Joel Keegan has been the missing piece that has helped South Tahoe High bridge the gap between a series of frustrating seasons and the promised land of postseason basketball.

The 6-foot-8 senior transfer from Folsom has given the Vikings the inside presence to complement the perimeter games of seniors Jared Wood and Conor Freeman.



“He’s very willing to fit in. No ego. As a coach you can’t ask for a better kid to coach,” said South Tahoe sixth-year coach Derek Allister. “If somebody walked in our gym today or even back when he first got here or during the summer and said, ‘OK, who is the new guy?’ Nobody would have picked out Joel necessarily because he’s so much like our guys.

“He’s one of the more likable, upbeat, positive people that you’d ever want to be around.”




Keegan has been a consistent presence around the basket, averaging 12.6 points and 9.1 rebounds per game. More importantly, he has helped the Vikings compile a 15-10 overall record and their first regional playoff berth since 2000.

How Keegan fell into the Vikings’ hands was due to a combination of what STHS had to offer and what Folsom wasn’t providing him.

“It just wasn’t really working out down there. I wasn’t having any fun playing basketball,” Keegan said. “I knew it was possible to go on to play for a four-year school, but I knew it wasn’t possible down at Folsom. I thought I had the talent that I could play at that level, but I didn’t think anything was going to happen playing at Folsom High.”

Keegan played on the Folsom High varsity team the two previous seasons but was asked to do little more than rebound.

“Down at Folsom I just had to stay in the post. I couldn’t really play basketball,” Keegan said. “Here, (coach) lets me dribble and shoot from outside and really play basketball.

“Derek has helped me go out of my comfort zone and given me a lot of confidence in my jumper and dribbling.”

Allister permitted Keegan to sample his program by playing briefly with his summer club team. Keegan played in one summer tournament and went through several practices. Keegan gave no assurances that he’d become part of the team in November.

As it turned out, Keegan didn’t join the Vikings until the fifth game of the season – a 47-41 home defeat to Bishop Manogue.
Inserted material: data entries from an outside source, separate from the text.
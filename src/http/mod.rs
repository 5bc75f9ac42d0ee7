pub mod health;
pub mod rpc;

use actix_web::{web, App, HttpServer};
use std::sync::Arc;

use crate::protocol::MessageDispatcher;
use health::HealthState;

/// Serve one agent: `POST /mcp` for league.v2 RPC, `GET /health` without
/// auth.
pub async fn run_server(
    bind_addr: &str,
    port: u16,
    dispatcher: Arc<dyn MessageDispatcher>,
    health: HealthState,
) -> std::io::Result<()> {
    HttpServer::new(move || {
        App::new()
            .app_data(web::Data::new(dispatcher.clone()))
            .app_data(web::Data::new(health.clone()))
            .route("/mcp", web::post().to(rpc::mcp_endpoint))
            .route("/health", web::get().to(health::health_check))
    })
    .bind((bind_addr, port))?
    .run()
    .await
}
“It took me a long time to make the decision to come up here, and I’m so happy I did,” Keegan said. “I’m having the time of my life here. I’m just happy to help.”

Keegan said the transition from school to school has been smooth because of his teammates and the student body.

“All of the kids at school have been really nice to me,” he said.

Wood, a four-year varsity player, didn’t hold back in stressing how important the addition of Keegan has been.

“There’s no one better that we could have just put in with us,” Wood said. “It’s been unbelievable. I think he’s been the missing piece for us, that put us over the top and into the playoffs. He just fit in perfectly.”

In recent years, the Nevada Interscholastic Activities Association has clamped down on its transfer rules, particularly foreign exchange students. But Keegan’s change of schools before his senior year was never an issue. He moved to this area with his parents, a change-of-address condition that the NIAA demands.

“They had a house and they are living up here. That’s pretty much cut and dry,” Allister said. “What Bishop Gorman did is they had foreign kids just coming in and living with people.”

Allister, however, regrets not getting Keegan sooner in order to help his post man secure a spot at the next level.

“He has size and you have to project. He’s 17 now. What is he gonna be like four years from now?” Allister said. “If I could have had him a year ago, he’d be getting some good looks.”

Pacific, U.C. Davis, Chico State, Southern Oregon and a slew of junior colleges are considering taking a chance on Keegan’s potential..

For now, Keegan can feel good that his last-minute transfer has helped restore South Tahoe’s rich basketball tradition and made his senior year of high school unforgettable.